Pursuing a career in Cybersecurity

Question

I'm getting ready to start my undergraduate studies and I am little confused as to where I should place my studies. I like solving puzzles, analyzing data fun and find exploits and pentesting. I want to do this as a carreer in some way, but I am not sure where my focus needs to be when getting a Bachelor. I found the 5 following studies that are possible options:

• Bachelor of Science in Computer Science
• Bachelor of Science in Information Technology
• Information Studies (IFS), Concentration: Data Science and Analytics (IDSC), Degree: Bachelor of Science
• Information Studies (IFS), Concentration: Information Security (IISC), Degree: Bachelor of Science
• Business Analytics and Information Systems (BAIS), Concentration: Cybersecurity (CYBC), Degree: Bachelor of Science

I've always been under the assumption one follows the Computer Science route because of the strong need to understand how to code, memory operations, etc. for malware analysis and more. So I guess the real question is, which would be the most beneficial for someone wanting to do cybersecurity based analysis with a strong desire to do blue/red team operations?

Background information if this helps: Currently, I do IT work and have a decent understanding of coding from building small projects on the side. I've also been playing with Linux and Windows Servers since high school and in my spare time I've also watch cert exam videos but never proceeded to get certifications.

Answer 1

Each school's programs are different, and we can only offer feedback in general terms.

Computer Science tends to be more "R&D" focused at the code and science level.

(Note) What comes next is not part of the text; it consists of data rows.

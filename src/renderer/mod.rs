//! Single-pass Phong renderer for the manipulated object.
//!
//! One pipeline, one static vertex buffer, one uniform buffer rewritten
//! from [`SceneUniform`] before every pass, and a depth target that follows
//! the surface size.

/// Fixed cube geometry and its vertex layout.
pub mod cube;

use wgpu::util::DeviceExt;

use crate::camera::SceneUniform;
use crate::gpu::render_context::RenderContext;
use crate::gpu::texture::{DepthTarget, DEPTH_FORMAT};
use cube::{cube_vertices, mesh_vertex_buffer_layout};

const CLEAR_COLOR: wgpu::Color = wgpu::Color {
    r: 0.0,
    g: 0.0,
    b: 0.0,
    a: 1.0,
};

/// GPU resources for drawing the object with the scene uniform.
pub struct SceneRenderer {
    pipeline: wgpu::RenderPipeline,
    vertex_buffer: wgpu::Buffer,
    vertex_count: u32,
    uniform_buffer: wgpu::Buffer,
    bind_group: wgpu::BindGroup,
    depth: DepthTarget,
}

impl SceneRenderer {
    /// Build the pipeline and upload the cube.
    #[must_use]
    pub fn new(context: &RenderContext) -> Self {
        let device = &context.device;

        let shader = device.create_shader_module(wgpu::ShaderModuleDescriptor {
            label: Some("Scene Shader"),
            source: wgpu::ShaderSource::Wgsl(
                include_str!("scene.wgsl").into(),
            ),
        });

        let uniform_buffer =
            device.create_buffer_init(&wgpu::util::BufferInitDescriptor {
                label: Some("Scene Uniform Buffer"),
                contents: bytemuck::cast_slice(&[SceneUniform::default()]),
                usage: wgpu::BufferUsages::UNIFORM | wgpu::BufferUsages::COPY_DST,
            });

        let layout =
            device.create_bind_group_layout(&wgpu::BindGroupLayoutDescriptor {
                label: Some("Scene Bind Group Layout"),
                entries: &[wgpu::BindGroupLayoutEntry {
                    binding: 0,
                    visibility: wgpu::ShaderStages::VERTEX
                        | wgpu::ShaderStages::FRAGMENT,
                    ty: wgpu::BindingType::Buffer {
                        ty: wgpu::BufferBindingType::Uniform,
                        has_dynamic_offset: false,
                        min_binding_size: None,
                    },
                    count: None,
                }],
            });

        let bind_group = device.create_bind_group(&wgpu::BindGroupDescriptor {
            label: Some("Scene Bind Group"),
            layout: &layout,
            entries: &[wgpu::BindGroupEntry {
                binding: 0,
                resource: uniform_buffer.as_entire_binding(),
            }],
        });

        let pipeline_layout =
            device.create_pipeline_layout(&wgpu::PipelineLayoutDescriptor {
                label: Some("Scene Pipeline Layout"),
                bind_group_layouts: &[&layout],
                push_constant_ranges: &[],
            });

        let pipeline =
            device.create_render_pipeline(&wgpu::RenderPipelineDescriptor {
                label: Some("Scene Pipeline"),
                layout: Some(&pipeline_layout),
                vertex: wgpu::VertexState {
                    module: &shader,
                    entry_point: Some("vs_main"),
                    buffers: &[mesh_vertex_buffer_layout()],
                    compilation_options: Default::default(),
                },
                fragment: Some(wgpu::FragmentState {
                    module: &shader,
                    entry_point: Some("fs_main"),
                    targets: &[Some(wgpu::ColorTargetState {
                        format: context.format(),
                        blend: None,
                        write_mask: wgpu::ColorWrites::ALL,
                    })],
                    compilation_options: Default::default(),
                }),
                primitive: wgpu::PrimitiveState {
                    topology: wgpu::PrimitiveTopology::TriangleList,
                    cull_mode: Some(wgpu::Face::Back),
                    ..Default::default()
                },
                depth_stencil: Some(wgpu::DepthStencilState {
                    format: DEPTH_FORMAT,
                    depth_write_enabled: true,
                    depth_compare: wgpu::CompareFunction::Less,
                    stencil: wgpu::StencilState::default(),
                    bias: wgpu::DepthBiasState::default(),
                }),
                multisample: wgpu::MultisampleState::default(),
                multiview: None,
                cache: None,
            });

        let vertices = cube_vertices();
        let vertex_buffer =
            device.create_buffer_init(&wgpu::util::BufferInitDescriptor {
                label: Some("Cube Vertex Buffer"),
                contents: bytemuck::cast_slice(&vertices),
                usage: wgpu::BufferUsages::VERTEX,
            });

        let depth =
            DepthTarget::new(device, context.config.width, context.config.height);

        Self {
            pipeline,
            vertex_buffer,
            vertex_count: vertices.len() as u32,
            uniform_buffer,
            bind_group,
            depth,
        }
    }

    /// Recreate the depth target for a new surface size.
    pub fn resize(&mut self, context: &RenderContext) {
        self.depth = DepthTarget::new(
            &context.device,
            context.config.width,
            context.config.height,
        );
    }

    /// Upload `uniform` and draw one frame to the surface.
    ///
    /// # Errors
    ///
    /// Returns [`wgpu::SurfaceError`] if the swapchain texture cannot be
    /// acquired.
    pub fn render(
        &self,
        context: &RenderContext,
        uniform: &SceneUniform,
    ) -> Result<(), wgpu::SurfaceError> {
        let frame = context.acquire_frame()?;
        let view = frame
            .texture
            .create_view(&wgpu::TextureViewDescriptor::default());

        context.queue.write_buffer(
            &self.uniform_buffer,
            0,
            bytemuck::cast_slice(std::slice::from_ref(uniform)),
        );

        let mut encoder = context.frame_encoder();
        {
            let mut pass =
                encoder.begin_render_pass(&wgpu::RenderPassDescriptor {
                    label: Some("Scene Pass"),
                    color_attachments: &[Some(
                        wgpu::RenderPassColorAttachment {
                            view: &view,
                            resolve_target: None,
                            ops: wgpu::Operations {
                                load: wgpu::LoadOp::Clear(CLEAR_COLOR),
                                store: wgpu::StoreOp::Store,
                            },
                            depth_slice: None,
                        },
                    )],
                    depth_stencil_attachment: Some(
                        wgpu::RenderPassDepthStencilAttachment {
                            view: &self.depth.view,
                            depth_ops: Some(wgpu::Operations {
                                load: wgpu::LoadOp::Clear(1.0),
                                store: wgpu::StoreOp::Store,
                            }),
                            stencil_ops: None,
                        },
                    ),
                    ..Default::default()
                });

            pass.set_pipeline(&self.pipeline);
            pass.set_bind_group(0, &self.bind_group, &[]);
            pass.set_vertex_buffer(0, self.vertex_buffer.slice(..));
            pass.draw(0..self.vertex_count, 0..1);
        }
        context.submit(encoder);
        frame.present();
        Ok(())
    }
}
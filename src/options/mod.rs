//! Centralized control/display options with TOML preset support.
//!
//! All tweakable settings (drag sensitivity, camera placement and
//! projection, object placement, lighting, keybindings) are consolidated
//! here. Options serialize to/from TOML so a viewer session can be started
//! from a preset file.

mod camera;
mod controls;
mod keybindings;
mod lighting;

use std::path::Path;

pub use camera::{CameraOptions, ObjectOptions};
pub use controls::ControlOptions;
pub use keybindings::KeybindingOptions;
pub use lighting::{LightingOptions, PointLightOptions};
use schemars::JsonSchema;
use serde::{Deserialize, Serialize};

use crate::error::SwivelError;

/// Top-level options container. All sub-structs use `#[serde(default)]` so
/// partial TOML files (e.g. only overriding `[controls]`) work correctly.
#[derive(
    Debug, Clone, Serialize, Deserialize, PartialEq, Default, JsonSchema,
)]
#[serde(default)]
pub struct Options {
    /// Drag sensitivity and zoom speed.
    pub controls: ControlOptions,
    /// Camera placement and projection parameters.
    pub camera: CameraOptions,
    /// Manipulated object placement and color.
    pub object: ObjectOptions,
    /// Phong light parameters.
    pub lighting: LightingOptions,
    /// Keyboard binding options.
    #[schemars(skip)]
    pub keybindings: KeybindingOptions,
}

impl Options {
    /// Generate JSON Schema describing the UI-exposed options.
    #[must_use]
    pub fn json_schema() -> schemars::Schema {
        schemars::schema_for!(Options)
    }

    /// Load options from a TOML file. Missing fields use defaults.
    pub fn load(path: &Path) -> Result<Self, SwivelError> {
        let content = std::fs::read_to_string(path).map_err(SwivelError::Io)?;
        toml::from_str(&content)
            .map_err(|e| SwivelError::OptionsParse(e.to_string()))
    }

    /// Save options to a TOML file (pretty-printed).
    pub fn save(&self, path: &Path) -> Result<(), SwivelError> {
        let content = toml::to_string_pretty(self)
            .map_err(|e| SwivelError::OptionsParse(e.to_string()))?;
        if let Some(parent) = path.parent() {
            std::fs::create_dir_all(parent).map_err(SwivelError::Io)?;
        }
        std::fs::write(path, content).map_err(SwivelError::Io)
    }
}

#[cfg(test)]
mod tests {
    use super::*;

    #[test]
    fn default_round_trips_through_toml() {
        let opts = Options::default();
        let toml_str = toml::to_string_pretty(&opts).unwrap();
        let parsed: Options = toml::from_str(&toml_str).unwrap();
        assert_eq!(opts, parsed);
    }

    #[test]
    fn partial_toml_fills_defaults() {
        let toml_str = r"
[controls]
sensitivity = 0.1
";
        let opts: Options = toml::from_str(toml_str).unwrap();
        assert_eq!(opts.controls.sensitivity, 0.1);
        // Everything else should be default
        assert_eq!(opts.controls.camera_speed, 0.01);
        assert_eq!(opts.camera.forward, [0.0, 0.0, -5.0]);
        assert_eq!(opts.lighting.key.color, [1.0, 0.0, 0.0]);
    }

    #[test]
    fn keybinding_lookup() {
        use crate::input::KeyAction;
        let opts = Options::default();
        assert_eq!(
            opts.keybindings.lookup("KeyO"),
            Some(KeyAction::ToggleProjection)
        );
        assert_eq!(opts.keybindings.lookup("KeyR"), Some(KeyAction::ResetView));
        assert_eq!(opts.keybindings.lookup("KeyZ"), None);
    }

    #[test]
    fn loaded_keybindings_rebuild_reverse_map() {
        use crate::input::KeyAction;
        let toml_str = r#"
[keybindings.bindings]
toggle_projection = "KeyP"
"#;
        let opts: Options = toml::from_str(toml_str).unwrap();
        assert_eq!(
            opts.keybindings.lookup("KeyP"),
            Some(KeyAction::ToggleProjection)
        );
        assert_eq!(opts.keybindings.lookup("KeyO"), None);
    }

    #[test]
    fn load_missing_file_is_io_error() {
        let err = Options::load(Path::new("/nonexistent/swivel.toml"))
            .unwrap_err();
        assert!(matches!(err, SwivelError::Io(_)));
    }

    #[test]
    fn load_malformed_file_is_parse_error() {
        let dir = std::env::temp_dir().join("swivel-options-test");
        std::fs::create_dir_all(&dir).unwrap();
        let path = dir.join("bad.toml");
        std::fs::write(&path, "[controls\nsensitivity = ").unwrap();
        let err = Options::load(&path).unwrap_err();
        assert!(matches!(err, SwivelError::OptionsParse(_)));
    }

    #[test]
    fn save_then_load() {
        let dir = std::env::temp_dir().join("swivel-options-save");
        let path = dir.join("preset.toml");
        let mut opts = Options::default();
        opts.controls.camera_speed = 0.02;
        opts.save(&path).unwrap();
        assert_eq!(Options::load(&path).unwrap(), opts);
    }

    #[test]
    fn schema_has_expected_properties() {
        let schema_value =
            serde_json::to_value(Options::json_schema()).unwrap();
        let props = schema_value["properties"].as_object().unwrap();

        assert!(props.contains_key("controls"));
        assert!(props.contains_key("camera"));
        assert!(props.contains_key("lighting"));
        assert!(!props.contains_key("keybindings"));

        let controls = &props["controls"]["properties"];
        assert!(controls.get("sensitivity").is_some());
        assert!(controls.get("angle_limit").is_none());
    }
}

Great for designing new approaches to solve complex problems using code as a tool.

Information Technology tends to be more general at the system and product administration and architecting level. Great for learning how to design a network to meet the needs of business.

Data Science and Analytics tends to be advanced stats on steroids. Great for learning and applying statistics and machine learning techniques to find patterns in noise.

You are correct to be confused because all 3 areas could be really helpful, at least tangentially, to cybersecurity. There are 2 questions you need to ask:

• What are my specific learning goals and what do I hope to walk away from the course being able to do?
• Does this specific program from this school meet my specific goals efficiently?

Consider that most of what you need to know about coding or networking to do "red/blue teaming" can be learned more efficiently as individual classes or on your own. On the other hand, you could do a CompSci degree and learn security on the side. That balance is entirely up to the program you choose, your own resources, and your goals.

Don't follow a path because others have done it. This field changes so quickly that whatever was normal 5 years ago is archaic now. For instance, 20 years ago, I taught at a technical college where most of my students were CompSci grads who were disgusted that their degree was so theoretical as to be useless to be able to actually code anything. Now, most CompSci programs I know have corrected this problem and are far more practical.

Whatever you choose, be prepared for this fact: if you choose to enter cybersecurity you will NEVER STOP BEING A STUDENT! If you choose CompSci, you will need to study infosec on the side. If you choose infosec, you will be studying compsci on the side. Once you graduate, you'll be studying both on the side. From this perspective, then the only real question is about your goals and how to be efficient.

The best in cybersecurity is to crush your hackers, drive them from your network, and hear the lamentations of their modems. But be prepared to amass a colossal library to do all that.